Initiation of pivotal phase III clinical trial of pegtibatinase for the treatment of classical homocystinuria (HCU)

Classical HCU is a rare genetic metabolic disorder caused by a deficiency in the enzyme cystathionine beta synthase (CBS). The study is designed to determine the safety and efficacy of pegtibatinase in reducing plasma total homocysteine (tHcy) levels, a key treatment goal in classical HCU, compared to placebo in participants who are receiving standard of care.

“Classical HCU is a devastating rare disease that often manifests in childhood and can lead to serious complications due to toxic levels of homocysteine. These complications include continuous risk of developing life-threatening thrombotic events, such as heart attack and stroke, skeletal abnormalities, cognitive developmental delays, and intellectual disabilities. Patients and caregivers have limited treatment options, including adherence to highly restrictive diets that often are very challenging to follow and inadequate for maintaining metabolic control of homocysteine levels,” said William Rote, Ph.D., senior vice president of research and development at Travere Therapeutics. “The initiation of the HARMONY Study is an exciting step forward in addressing this significant unmet need and advancing our goal to deliver pegtibatinase as the first disease-modifying treatment option for the classical HCU community.”
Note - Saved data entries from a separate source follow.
//! PNG rendering of map primitives.
//!
//! Points are projected with Web Mercator and the bounding box of everything
//! drawn is fitted into the image with a margin. There is no background map.

use std::f64::consts::PI;

use image::codecs::png::PngEncoder;
use image::{ColorType, ImageEncoder};
use plotters::prelude::*;
use tracing::{debug, warn};

use super::MapPrimitives;
use crate::airports::GeoPoint;
use crate::error::{Error, Result};

/// Default image width in pixels.
pub const DEFAULT_WIDTH: u32 = 1920;
/// Default image height in pixels.
pub const DEFAULT_HEIGHT: u32 = 1080;

const MARGIN: f64 = 60.0;
const MARKER_RADIUS: i32 = 8;
const ROUTE_WIDTH: u32 = 2;
/// Smallest projected span fitted to the canvas, about 0.3 degrees.
const MIN_SPAN: f64 = 0.001;
/// Mercator is undefined at the poles.
const MAX_LATITUDE: f64 = 85.051_129;

/// Project to Web Mercator, both axes in `0..1`, y growing southwards.
fn lon_to_x(lon: f64) -> f64 {
    (lon + 180.0) / 360.0
}

fn lat_to_y(lat: f64) -> f64 {
    let lat_rad = lat.clamp(-MAX_LATITUDE, MAX_LATITUDE).to_radians();
    (1.0 - (lat_rad.tan() + 1.0 / lat_rad.cos()).ln() / PI) / 2.0
}

/// Maps geographic points to pixel coordinates.
#[derive(Debug, Clone, Copy, PartialEq)]
struct Viewport {
    min_x: f64,
    min_y: f64,
    scale: f64,
    offset_x: f64,
    offset_y: f64,
}

impl Viewport {
    /// Fit the projected bounding box of `points` into `width` x `height`.
    fn fit<'a>(points: impl Iterator<Item = &'a GeoPoint>, width: u32, height: u32) -> Self {
        let (mut min_x, mut min_y) = (f64::INFINITY, f64::INFINITY);
        let (mut max_x, mut max_y) = (f64::NEG_INFINITY, f64::NEG_INFINITY);
        for p in points {
            let (x, y) = (lon_to_x(p.lon), lat_to_y(p.lat));
            min_x = min_x.min(x);
            max_x = max_x.max(x);
            min_y = min_y.min(y);
            max_y = max_y.max(y);
        }
        if !min_x.is_finite() {
            (min_x, max_x, min_y, max_y) = (0.0, 1.0, 0.0, 1.0);
        }

        // Widen degenerate boxes around their centre.
        let span_x = (max_x - min_x).max(MIN_SPAN);
        let span_y = (max_y - min_y).max(MIN_SPAN);
        min_x = (min_x + max_x) / 2.0 - span_x / 2.0;
        min_y = (min_y + max_y) / 2.0 - span_y / 2.0;

        let usable_w = (f64::from(width) - 2.0 * MARGIN).max(1.0);
        let usable_h = (f64::from(height) - 2.0 * MARGIN).max(1.0);
        let scale = (usable_w / span_x).min(usable_h / span_y);

        Self {
            min_x,
            min_y,
            scale,
            offset_x: (f64::from(width) - span_x * scale) / 2.0,
            offset_y: (f64::from(height) - span_y * scale) / 2.0,
        }
    }

    #[allow(clippy::cast_possible_truncation)]
    fn pixel(&self, p: GeoPoint) -> (i32, i32) {
        let x = self.offset_x + (lon_to_x(p.lon) - self.min_x) * self.scale;
        let y = self.offset_y + (lat_to_y(p.lat) - self.min_y) * self.scale;
        (x.round() as i32, y.round() as i32)
    }
}

fn draw_error(err: impl std::fmt::Display) -> Error {
    Error::render(format!("map drawing failed: {err}"))
}

/// Rasterize `primitives` to a PNG image of `width` x `height` pixels.
///
/// Routes are drawn first in black, airports on top as red markers.
///
/// # Errors
///
/// Returns [`Error::Render`] if the size is zero or drawing or encoding fails.
pub fn render_png(primitives: &MapPrimitives, width: u32, height: u32) -> Result<Vec<u8>> {
    if width == 0 || height == 0 {
        return Err(Error::render(format!("invalid map size {width}x{height}")));
    }
    if primitives.is_empty() {
        warn!("no known airports to draw, map will be blank");
    }

    let viewport = Viewport::fit(
        primitives
            .markers
            .iter()
            .chain(primitives.lines.iter().flat_map(|(a, b)| [a, b])),
        width,
        height,
    );
    debug!(?viewport, width, height, "map viewport");

    let pixels = usize::try_from(u64::from(width) * u64::from(height) * 3)
        .map_err(|_| Error::render("map too large"))?;
    let mut buffer = vec![0u8; pixels];
    {
        let root = BitMapBackend::with_buffer(&mut buffer, (width, height)).into_drawing_area();
        root.fill(&WHITE).map_err(draw_error)?;

        for (from, to) in &primitives.lines {
            let path = PathElement::new(
                vec![viewport.pixel(*from), viewport.pixel(*to)],
                BLACK.stroke_width(ROUTE_WIDTH),
            );
            root.draw(&path).map_err(draw_error)?;
        }

        for marker in &primitives.markers {
            let at = viewport.pixel(*marker);
            root.draw(&Circle::new(at, MARKER_RADIUS, RED.filled()))
                .map_err(draw_error)?;
            root.draw(&Circle::new(at, MARKER_RADIUS, BLACK.stroke_width(1)))
                .map_err(draw_error)?;
        }

        root.present().map_err(draw_error)?;
    }

    let mut png = Vec::new();
    PngEncoder::new(&mut png)
        .write_image(&buffer, width, height, ColorType::Rgb8)
        .map_err(|e| Error::render(format!("PNG encoding failed: {e}")))?;
    Ok(png)
}

#[cfg(test)]
mod tests {
    use super::*;

    const PNG_SIGNATURE: &[u8] = b"\x89PNG\r\n\x1a\n";

    fn heathrow() -> GeoPoint {
        GeoPoint {
            lat: 51.47,
            lon: -0.46,
        }
    }

    fn paris() -> GeoPoint {
        GeoPoint {
            lat: 49.01,
            lon: 2.55,
        }
    }

    #[test]
    fn test_mercator_projection() {
        assert!((lon_to_x(0.0) - 0.5).abs() < 1e-12);
        assert!((lat_to_y(0.0) - 0.5).abs() < 1e-12);
        assert!(lat_to_y(60.0) < lat_to_y(10.0));
        assert!(lat_to_y(90.0).is_finite());
    }

    #[test]
    fn test_viewport_keeps_points_inside_margin() {
        let points = [heathrow(), paris()];
        let viewport = Viewport::fit(points.iter(), 800, 600);

        for p in points {
            let (x, y) = viewport.pixel(p);
            assert!((60..=740).contains(&x), "x = {x}");
            assert!((60..=540).contains(&y), "y = {y}");
        }
        // North is up.
        assert!(viewport.pixel(heathrow()).1 < viewport.pixel(paris()).1);
    }

    #[test]
    fn test_single_point_is_centred() {
        let viewport = Viewport::fit([heathrow()].iter(), 800, 600);
        assert_eq!(viewport.pixel(heathrow()), (400, 300));
    }

    #[test]
    fn test_render_png() {
        let primitives = MapPrimitives {
            markers: vec![heathrow(), paris()],
            lines: vec![(heathrow(), paris())],
        };
        let png = render_png(&primitives, 320, 200).unwrap();
        assert!(png.starts_with(PNG_SIGNATURE));

        let image = image::load_from_memory(&png).unwrap().to_rgb8();
        assert_eq!(image.dimensions(), (320, 200));

        let viewport = Viewport::fit(
            primitives.markers.iter().chain([heathrow(), paris()].iter()),
            320,
            200,
        );
        let (x, y) = viewport.pixel(paris());
        let pixel = image.get_pixel(u32::try_from(x).unwrap(), u32::try_from(y).unwrap());
        assert_eq!(pixel.0, [255, 0, 0]);
        assert_eq!(image.get_pixel(0, 0).0, [255, 255, 255]);
    }

    #[test]
    fn test_render_blank_map() {
        let png = render_png(&MapPrimitives::default(), 64, 32).unwrap();
        assert!(png.starts_with(PNG_SIGNATURE));
    }

    #[test]
    fn test_zero_size_rejected() {
        assert!(render_png(&MapPrimitives::default(), 0, 10).is_err());
    }
}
The HARMONY Study is a global, randomized, multi-center, double-blind, placebo-controlled Phase III clinical trial designed to evaluate the efficacy and safety of pegtibatinase as a novel treatment to reduce tHcy levels. The trial is expected to enroll approximately 70 patients (greater than 12 to less than 65 years of age at screening) with a diagnosis of classical HCU who continue to have tHcy levels greater than 50 uM while maintaining their standard-of-care treatment. Participants will be randomized 1:1 to receive 2.5 mg/kg of pegtibatinase or placebo, administered subcutaneously, for a 24-week blinded treatment duration. The primary endpoint is relative geometric mean change in plasma tHcy levels from baseline compared to weeks 6 through 12, and durability of treatment response through 24 weeks of treatment will be measured as a secondary endpoint.

The Company expects topline data from the HARMONY Study to become available in 2026. The Company will also be initiating the ENSEMBLE Study, a Phase IIIb, open-label, long-term extension, that will evaluate the ongoing efficacy and long-term safety of pegtibatinase in participants with HCU following their completion of the Phase 1/II COMPOSE Study or the Phase III HARMONY Study. The ENSEMBLE Study will include an optional protein tolerance modification sub-study that will evaluate if eligible patients can increase their natural dietary protein intake while maintaining an acceptable level of metabolic control while receiving pegtibatinase.

The initiation of the Phase III HARMONY Study is based on the positive safety and efficacy data from the Phase 1/II COMPOSE Study. In COMPOSE, pegtibatinase demonstrated dose-dependent reductions in tHcy during 12 weeks of treatment. At the 2.5 mg/kg dose, pegtibatinase provided rapid and sustained reductions in tHcy, with a 67.1% mean relative reduction in tHcy from baseline, as well as maintenance of mean tHcy below the clinically meaningful threshold of 100 uM, over weeks 6 to 12. To date in the COMPOSE Study, pegtibatinase has been generally well-tolerated.

Pegtibatinase has been granted Breakthrough Therapy, Rare Pediatric Disease and Fast Track designations by the FDA as well as Orphan Drug designation in the U.S. and Europe.